- [Input material]:
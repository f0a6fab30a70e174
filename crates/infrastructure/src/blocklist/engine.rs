use super::fetcher::HttpFetcher;
use super::loader::{BlocklistLoader, LoadSettings};
use super::ruleset::{is_blocked, Allowlist, DomainRuleset, LocalRecordTable};
use super::source_cache::SourceCache;
use crate::events::EventEmitter;
use arc_swap::ArcSwap;
use async_trait::async_trait;
use sinkhole_application::ports::{BlockFilterEnginePort, ConfigRepository, FilterDecision};
use sinkhole_domain::config::BlockingConfig;
use sinkhole_domain::{
    normalize_domain, normalize_user_domain, BlocklistSource, Config, DomainError, LoadReport,
    LocalDnsRecord,
};
use std::net::IpAddr;
use std::sync::Arc;
use std::time::Duration;
use tokio::sync::Mutex;
use tracing::{info, warn};

/// The persisted part of the configuration the engine owns.
#[derive(Debug, Clone)]
struct FilterState {
    blocking: BlockingConfig,
    local_records: Vec<LocalDnsRecord>,
}

impl FilterState {
    fn from_config(config: &Config) -> Self {
        Self {
            blocking: config.blocking.clone(),
            local_records: config.local_records.clone(),
        }
    }

    fn load_settings(&self) -> LoadSettings {
        LoadSettings {
            cache_dir: self.blocking.cache_dir.clone(),
            cache_ttl: Duration::from_secs(self.blocking.cache_ttl_secs),
            deadline: Duration::from_secs(self.blocking.load_deadline_secs),
        }
    }
}

/// The blocklist engine.
///
/// Readers (`check`, `lookup_local`, listings) only ever load `ArcSwap`
/// snapshots. Writers serialize on `state`, persist through the config
/// repository and only then publish new snapshots, so a failed save leaves
/// every visible structure untouched.
pub struct BlocklistEngine {
    ruleset: ArcSwap<DomainRuleset>,
    allowlist: ArcSwap<Allowlist>,
    local_records: ArcSwap<LocalRecordTable>,
    sources: ArcSwap<Vec<BlocklistSource>>,
    last_report: ArcSwap<LoadReport>,

    state: Mutex<FilterState>,
    /// Serializes whole load cycles without blocking the other writers.
    reload_lock: Mutex<()>,

    config_repo: Arc<dyn ConfigRepository>,
    loader: BlocklistLoader,
    events: EventEmitter,
}

impl BlocklistEngine {
    /// Build the engine with an empty ruleset. Call `reload` to populate it.
    pub fn new(
        config: &Config,
        config_repo: Arc<dyn ConfigRepository>,
        events: EventEmitter,
    ) -> Result<Self, DomainError> {
        let fetcher = HttpFetcher::new(Duration::from_secs(config.blocking.fetch_timeout_secs))?;
        let state = FilterState::from_config(config);

        let engine = Self {
            ruleset: ArcSwap::from_pointee(DomainRuleset::default()),
            allowlist: ArcSwap::from_pointee(Allowlist::default()),
            local_records: ArcSwap::from_pointee(LocalRecordTable::default()),
            sources: ArcSwap::from_pointee(Vec::new()),
            last_report: ArcSwap::from_pointee(LoadReport::default()),
            state: Mutex::new(state.clone()),
            reload_lock: Mutex::new(()),
            config_repo,
            loader: BlocklistLoader::new(fetcher, events.clone()),
            events,
        };
        engine.publish(&state);

        Ok(engine)
    }

    /// Create the blocklist cache directory without loading any source.
    /// Lets startup fail fast before the first (background) reload.
    pub async fn prepare_cache_dir(&self) -> Result<(), DomainError> {
        let settings = self.state.lock().await.load_settings();
        SourceCache::new(settings.cache_dir, settings.cache_ttl)
            .ensure_dir()
            .await
    }

    /// Swap in snapshots derived from `state`.
    fn publish(&self, state: &FilterState) {
        let allowed = state
            .blocking
            .allowlist
            .iter()
            .filter_map(|d| match normalize_user_domain(d) {
                Ok(domain) => Some(domain),
                Err(e) => {
                    warn!(error = %e, "Ignoring invalid allowlist entry");
                    None
                }
            })
            .collect::<Vec<_>>();

        self.allowlist
            .store(Arc::new(Allowlist::from_entries(allowed)));
        self.local_records
            .store(Arc::new(LocalRecordTable::from_records(&state.local_records)));
        self.sources.store(Arc::new(state.blocking.sources.clone()));
    }

    /// Write `candidate` into the stored config, leaving the file's other
    /// sections as they are.
    async fn persist(&self, candidate: &FilterState) -> Result<(), DomainError> {
        let mut config = self.config_repo.load().await?;
        config.blocking = candidate.blocking.clone();
        config.local_records = candidate.local_records.clone();
        self.config_repo.save(&config).await
    }

    /// Persist `candidate`, then make it current.
    async fn commit(
        &self,
        state: &mut FilterState,
        candidate: FilterState,
    ) -> Result<(), DomainError> {
        self.persist(&candidate).await?;
        self.publish(&candidate);
        *state = candidate;
        Ok(())
    }
}

#[async_trait]
impl BlockFilterEnginePort for BlocklistEngine {
    #[inline]
    fn check(&self, domain: &str) -> FilterDecision {
        let ruleset = self.ruleset.load();
        let allowlist = self.allowlist.load();
        if is_blocked(&ruleset, &allowlist, domain) {
            FilterDecision::Block
        } else {
            FilterDecision::Allow
        }
    }

    fn lookup_local(&self, domain: &str) -> Option<Vec<IpAddr>> {
        let domain = normalize_domain(domain);
        self.local_records.load().lookup(&domain).map(<[IpAddr]>::to_vec)
    }

    fn compiled_domain_count(&self) -> usize {
        self.ruleset.load().len()
    }

    fn last_load_report(&self) -> LoadReport {
        LoadReport::clone(&self.last_report.load())
    }

    async fn reload(&self) -> Result<LoadReport, DomainError> {
        let _cycle = self.reload_lock.lock().await;

        let (sources, settings) = {
            let mut state = self.state.lock().await;
            match self.config_repo.load().await {
                Ok(config) => {
                    let fresh = FilterState::from_config(&config);
                    self.publish(&fresh);
                    *state = fresh;
                }
                Err(e) => {
                    warn!(error = %e, "Config re-read failed; reloading with current settings");
                }
            }
            (state.blocking.sources.clone(), state.load_settings())
        };

        let outcome = self.loader.load(&sources, &settings).await?;

        self.ruleset.store(Arc::new(outcome.ruleset));
        let report = LoadReport {
            stats: outcome.stats,
            errors: outcome.errors,
        };
        self.last_report.store(Arc::new(report.clone()));

        info!(
            active_rules = self.compiled_domain_count(),
            "Ruleset swapped"
        );

        Ok(report)
    }

    fn list_sources(&self) -> Vec<BlocklistSource> {
        Vec::clone(&self.sources.load())
    }

    async fn toggle_source(&self, name: &str, enabled: bool) -> Result<(), DomainError> {
        let mut state = self.state.lock().await;

        let mut candidate = state.clone();
        candidate
            .blocking
            .find_source_mut(name)
            .ok_or_else(|| DomainError::SourceNotFound(name.to_string()))?
            .enabled = enabled;

        self.commit(&mut state, candidate).await?;

        self.events.emit(&format!(
            "Source {} {}",
            name,
            if enabled { "enabled" } else { "disabled" }
        ));
        Ok(())
    }

    async fn add_allowed(&self, domain: &str) -> Result<(), DomainError> {
        let domain = normalize_user_domain(domain)?;
        let mut state = self.state.lock().await;

        if self.allowlist.load().contains(&domain) {
            return Ok(());
        }

        let mut candidate = state.clone();
        candidate.blocking.allowlist.push(domain.clone());
        self.commit(&mut state, candidate).await?;

        self.events.emit(&format!("[ALLOWLIST] added {}", domain));
        Ok(())
    }

    async fn remove_allowed(&self, domain: &str) -> Result<(), DomainError> {
        let domain = normalize_user_domain(domain)?;
        let mut state = self.state.lock().await;

        if !self.allowlist.load().contains(&domain) {
            return Ok(());
        }

        let mut candidate = state.clone();
        candidate
            .blocking
            .allowlist
            .retain(|entry| normalize_user_domain(entry).map_or(true, |d| d != domain));
        self.commit(&mut state, candidate).await?;

        self.events.emit(&format!("[ALLOWLIST] removed {}", domain));
        Ok(())
    }

    fn list_allowed(&self) -> Vec<String> {
        self.allowlist.load().entries().to_vec()
    }

    async fn add_local_record(&self, domain: &str, ip: IpAddr) -> Result<(), DomainError> {
        let domain = normalize_user_domain(domain)?;
        let mut state = self.state.lock().await;

        if self
            .local_records
            .load()
            .lookup(&domain)
            .is_some_and(|ips| ips.contains(&ip))
        {
            return Ok(());
        }

        let mut candidate = state.clone();
        candidate
            .local_records
            .push(LocalDnsRecord::new(domain.clone(), ip));
        self.commit(&mut state, candidate).await?;

        self.events
            .emit(&format!("[LOCAL] added {} -> {}", domain, ip));
        Ok(())
    }

    async fn remove_local_record(&self, domain: &str) -> Result<(), DomainError> {
        let domain = normalize_user_domain(domain)?;
        let mut state = self.state.lock().await;

        let mut candidate = state.clone();
        let before = candidate.local_records.len();
        candidate
            .local_records
            .retain(|record| normalize_domain(&record.domain) != domain.as_str());
        if candidate.local_records.len() == before {
            return Err(DomainError::LocalRecordNotFound(domain));
        }
        self.commit(&mut state, candidate).await?;

        self.events.emit(&format!("[LOCAL] removed {}", domain));
        Ok(())
    }

    fn list_local_records(&self) -> Vec<LocalDnsRecord> {
        self.local_records.load().records().to_vec()
    }

    async fn invalidate_cache(&self) -> Result<(), DomainError> {
        let state = self.state.lock().await;
        let settings = state.load_settings();
        SourceCache::new(settings.cache_dir, settings.cache_ttl)
            .clear()
            .await?;

        self.events.emit("Blocklist cache invalidated");
        Ok(())
    }
}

- [Exercise brief]:
In your reply, restate exactly the lines from the start of the records above through the line holding "failed save leaves", including both, and nothing else.

- [Answer below]:
repository f0a6fab30a70e174
filename crates/infrastructure/src/blocklist/engine.rs
use super::fetcher::HttpFetcher;
use super::loader::{BlocklistLoader, LoadSettings};
use super::ruleset::{is_blocked, Allowlist, DomainRuleset, LocalRecordTable};
use super::source_cache::SourceCache;
use crate::events::EventEmitter;
use arc_swap::ArcSwap;
use async_trait::async_trait;
use sinkhole_application::ports::{BlockFilterEnginePort, ConfigRepository, FilterDecision};
use sinkhole_domain::config::BlockingConfig;
use sinkhole_domain::{
    normalize_domain, normalize_user_domain, BlocklistSource, Config, DomainError, LoadReport,
    LocalDnsRecord,
};
use std::net::IpAddr;
use std::sync::Arc;
use std::time::Duration;
use tokio::sync::Mutex;
use tracing::{info, warn};

/// The persisted part of the configuration the engine owns.
#[derive(Debug, Clone)]
struct FilterState {
    blocking: BlockingConfig,
    local_records: Vec<LocalDnsRecord>,
}

impl FilterState {
    fn from_config(config: &Config) -> Self {
        Self {
            blocking: config.blocking.clone(),
            local_records: config.local_records.clone(),
        }
    }

    fn load_settings(&self) -> LoadSettings {
        LoadSettings {
            cache_dir: self.blocking.cache_dir.clone(),
            cache_ttl: Duration::from_secs(self.blocking.cache_ttl_secs),
            deadline: Duration::from_secs(self.blocking.load_deadline_secs),
        }
    }
}

/// The blocklist engine.
///
/// Readers (`check`, `lookup_local`, listings) only ever load `ArcSwap`
/// snapshots. Writers serialize on `state`, persist through the config
/// repository and only then publish new snapshots, so a failed save leaves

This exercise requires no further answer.